* _PROBLEM_: Nothing but an exact repetition of the entries should appear in the answer.

[MATERIAL PROVIDED — start]

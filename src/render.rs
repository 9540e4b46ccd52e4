//! SQL string rendering
//!
//! This module converts expression trees to SQL text. It is the only
//! place in the crate where SQL strings are constructed.
//!
//! # Architecture
//!
//! - [`Render`] trait: implemented by every node that can render itself
//! - [`SqlRenderer`]: the rendering context, owning the output buffer and
//!   the [`ParamContext`] that numbers placeholders for this pass
//!
//! # Safety
//!
//! Identifiers are always quoted. String values never reach the output
//! buffer: they bind to a placeholder index and render as `$N::text`.

use std::fmt::Write;

use crate::expr::{Expr, Ident, Literal};
use crate::params::{BindValue, ParamContext};

/// Default buffer capacity for rendered queries
const DEFAULT_BUFFER_CAPACITY: usize = 256;

/// Trait for nodes that can be rendered to SQL.
///
/// Composite nodes render their children recursively through the same
/// renderer, in declaration order, so placeholder numbering follows the
/// left-to-right shape of the tree.
pub trait Render {
    /// Render this node into the given renderer
    fn render(&self, renderer: &mut SqlRenderer);
}

impl Render for Expr {
    fn render(&self, renderer: &mut SqlRenderer) {
        renderer.render_expr(self);
    }
}

impl Render for Ident {
    fn render(&self, renderer: &mut SqlRenderer) {
        renderer.write_ident(self);
    }
}

/// Rendering context: output buffer plus per-pass placeholder state
pub struct SqlRenderer {
    output: String,
    params: ParamContext,
}

impl SqlRenderer {
    /// Create a new renderer
    pub fn new() -> Self {
        Self::with_capacity(DEFAULT_BUFFER_CAPACITY)
    }

    /// Create a new renderer with a specific buffer capacity
    pub fn with_capacity(capacity: usize) -> Self {
        Self {
            output: String::with_capacity(capacity),
            params: ParamContext::new(),
        }
    }

    /// Clear the output buffer and placeholder state.
    ///
    /// A top-level render calls this first, so reusing one renderer across
    /// renders cannot leak placeholder numbering between passes.
    pub fn reset(&mut self) {
        self.output.clear();
        self.params.reset();
    }

    /// The placeholder state accumulated by this pass
    pub fn params(&self) -> &ParamContext {
        &self.params
    }

    /// Take ownership of the rendered SQL string
    pub fn into_sql(self) -> String {
        self.output
    }

    /// Split into the rendered SQL and the placeholder state
    pub fn into_parts(self) -> (String, ParamContext) {
        (self.output, self.params)
    }

    // =========================================================================
    // Expression rendering
    // =========================================================================

    pub(crate) fn render_expr(&mut self, expr: &Expr) {
        match expr {
            Expr::Column(col) => {
                self.write_ident(&col.column);
            }

            Expr::AllColumns(table) => {
                self.write_ident(table);
                self.write(".*");
            }

            Expr::Literal(lit) => self.render_literal(lit),

            Expr::Param(sql_type) => {
                let index = self.params.allocate();
                write!(self.output, "${}", index).unwrap();
                self.write("::");
                self.write(sql_type.as_sql());
            }

            Expr::BinaryOp { left, op, right } => {
                self.write("(");
                self.render_expr(left);
                self.write(" ");
                self.write(op.as_sql());
                self.write(" ");
                self.render_expr(right);
                self.write(")");
            }

            Expr::Comparison { left, op, right } => {
                self.write("(");
                self.render_expr(left);
                self.write(" ");
                self.write(op.as_sql());
                self.write(" ");
                self.render_expr(right);
                self.write(")");
            }

            Expr::IsNull { expr, negated } => {
                self.render_expr(expr);
                if *negated {
                    self.write(" IS NOT NULL");
                } else {
                    self.write(" IS NULL");
                }
            }

            Expr::Aggregate { function, column } => {
                self.write(function.as_sql());
                self.write("(");
                self.write_ident(&column.column);
                self.write(")");
            }

            Expr::FnCall { name } => {
                self.write(name);
                self.write("()");
            }

            Expr::DatePart { field, expr } => {
                self.write("date_part('");
                self.write(field.as_sql());
                self.write("', ");
                self.render_expr(expr);
                self.write(")");
            }

            Expr::DateTrunc { precision, expr } => {
                self.write("date_trunc('");
                self.write(precision.as_sql());
                self.write("', ");
                self.render_expr(expr);
                self.write(")");
            }
        }
    }

    fn render_literal(&mut self, lit: &Literal) {
        match lit {
            Literal::Integer(n) => write!(self.output, "{}", n).unwrap(),
            Literal::String(s) => {
                // The value goes into the bind list, never the SQL text.
                let index = self.params.bind(BindValue::String(s.clone()));
                write!(self.output, "${}", index).unwrap();
                self.write("::text");
            }
        }
    }

    pub(crate) fn render_expr_list(&mut self, exprs: &[Expr]) {
        for (i, expr) in exprs.iter().enumerate() {
            if i > 0 {
                self.write(", ");
            }
            self.render_expr(expr);
        }
    }

    // =========================================================================
    // Low-level output methods
    // =========================================================================

    pub(crate) fn write(&mut self, s: &str) {
        self.output.push_str(s);
    }

    pub(crate) fn write_ident(&mut self, ident: &Ident) {
        let quoted = ident.quoted();
        self.output.push_str(&quoted);
    }
}

impl Default for SqlRenderer {
    fn default() -> Self {
        Self::new()
    }
}

// =========================================================================
// Convenience functions
// =========================================================================

/// Render a single expression to SQL text.
///
/// Placeholder numbering starts at `$1` for this expression alone; any
/// values bound along the way are discarded with the renderer.
pub fn render_expr(expr: &Expr) -> String {
    let mut renderer = SqlRenderer::new();
    renderer.render_expr(expr);
    renderer.into_sql()
}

[MATERIAL PROVIDED — finish]

* _EXERCISE RESPONSE_:
filename src/render.rs
repository 9540e4b46ccd52e4
//! SQL string rendering
//!
//! This module converts expression trees to SQL text. It is the only
//! place in the crate where SQL strings are constructed.
//!
//! # Architecture
//!
//! - [`Render`] trait: implemented by every node that can render itself
//! - [`SqlRenderer`]: the rendering context, owning the output buffer and
//!   the [`ParamContext`] that numbers placeholders for this pass
//!
//! # Safety
//!
//! Identifiers are always quoted. String values never reach the output
//! buffer: they bind to a placeholder index and render as `$N::text`.

use std::fmt::Write;

use crate::expr::{Expr, Ident, Literal};
use crate::params::{BindValue, ParamContext};

/// Default buffer capacity for rendered queries
const DEFAULT_BUFFER_CAPACITY: usize = 256;

/// Trait for nodes that can be rendered to SQL.
///
/// Composite nodes render their children recursively through the same
/// renderer, in declaration order, so placeholder numbering follows the
/// left-to-right shape of the tree.
pub trait Render {
    /// Render this node into the given renderer
    fn render(&self, renderer: &mut SqlRenderer);
}

impl Render for Expr {
    fn render(&self, renderer: &mut SqlRenderer) {
        renderer.render_expr(self);
    }
}

impl Render for Ident {
    fn render(&self, renderer: &mut SqlRenderer) {
        renderer.write_ident(self);
    }
}

/// Rendering context: output buffer plus per-pass placeholder state
pub struct SqlRenderer {
    output: String,
    params: ParamContext,
}

impl SqlRenderer {
    /// Create a new renderer
    pub fn new() -> Self {
        Self::with_capacity(DEFAULT_BUFFER_CAPACITY)
    }

    /// Create a new renderer with a specific buffer capacity
    pub fn with_capacity(capacity: usize) -> Self {
        Self {
            output: String::with_capacity(capacity),
            params: ParamContext::new(),
        }
    }

    /// Clear the output buffer and placeholder state.
    ///
    /// A top-level render calls this first, so reusing one renderer across
    /// renders cannot leak placeholder numbering between passes.
    pub fn reset(&mut self) {
        self.output.clear();
        self.params.reset();
    }

    /// The placeholder state accumulated by this pass
    pub fn params(&self) -> &ParamContext {
        &self.params
    }

    /// Take ownership of the rendered SQL string
    pub fn into_sql(self) -> String {
        self.output
    }

    /// Split into the rendered SQL and the placeholder state
    pub fn into_parts(self) -> (String, ParamContext) {
        (self.output, self.params)
    }

    // =========================================================================
    // Expression rendering
    // =========================================================================

    pub(crate) fn render_expr(&mut self, expr: &Expr) {
        match expr {
            Expr::Column(col) => {
                self.write_ident(&col.column);
            }

            Expr::AllColumns(table) => {
                self.write_ident(table);
                self.write(".*");
            }

            Expr::Literal(lit) => self.render_literal(lit),

            Expr::Param(sql_type) => {
                let index = self.params.allocate();
                write!(self.output, "${}", index).unwrap();
                self.write("::");
                self.write(sql_type.as_sql());
            }

            Expr::BinaryOp { left, op, right } => {
                self.write("(");
                self.render_expr(left);
                self.write(" ");
                self.write(op.as_sql());
                self.write(" ");
                self.render_expr(right);
                self.write(")");
            }

            Expr::Comparison { left, op, right } => {
                self.write("(");
                self.render_expr(left);
                self.write(" ");
                self.write(op.as_sql());
                self.write(" ");
                self.render_expr(right);
                self.write(")");
            }

            Expr::IsNull { expr, negated } => {
                self.render_expr(expr);
                if *negated {
                    self.write(" IS NOT NULL");
                } else {
                    self.write(" IS NULL");
                }
            }

            Expr::Aggregate { function, column } => {
                self.write(function.as_sql());
                self.write("(");
                self.write_ident(&column.column);
                self.write(")");
            }

            Expr::FnCall { name } => {
                self.write(name);
                self.write("()");
            }

            Expr::DatePart { field, expr } => {
                self.write("date_part('");
                self.write(field.as_sql());
                self.write("', ");
                self.render_expr(expr);
                self.write(")");
            }

            Expr::DateTrunc { precision, expr } => {
                self.write("date_trunc('");
                self.write(precision.as_sql());
                self.write("', ");
                self.render_expr(expr);
                self.write(")");
            }
        }
    }

    fn render_literal(&mut self, lit: &Literal) {
        match lit {
            Literal::Integer(n) => write!(self.output, "{}", n).unwrap(),
            Literal::String(s) => {
                // The value goes into the bind list, never the SQL text.
                let index = self.params.bind(BindValue::String(s.clone()));
                write!(self.output, "${}", index).unwrap();
                self.write("::text");
            }
        }
    }

    pub(crate) fn render_expr_list(&mut self, exprs: &[Expr]) {
        for (i, expr) in exprs.iter().enumerate() {
            if i > 0 {
                self.write(", ");
            }
            self.render_expr(expr);
        }
    }

    // =========================================================================
    // Low-level output methods
    // =========================================================================

    pub(crate) fn write(&mut self, s: &str) {
        self.output.push_str(s);
    }

    pub(crate) fn write_ident(&mut self, ident: &Ident) {
        let quoted = ident.quoted();
        self.output.push_str(&quoted);
    }
}

impl Default for SqlRenderer {
    fn default() -> Self {
        Self::new()
    }
}

// =========================================================================
// Convenience functions
// =========================================================================

/// Render a single expression to SQL text.
///
/// Placeholder numbering starts at `$1` for this expression alone; any
/// values bound along the way are discarded with the renderer.
pub fn render_expr(expr: &Expr) -> String {
    let mut renderer = SqlRenderer::new();
    renderer.render_expr(expr);
    renderer.into_sql()
}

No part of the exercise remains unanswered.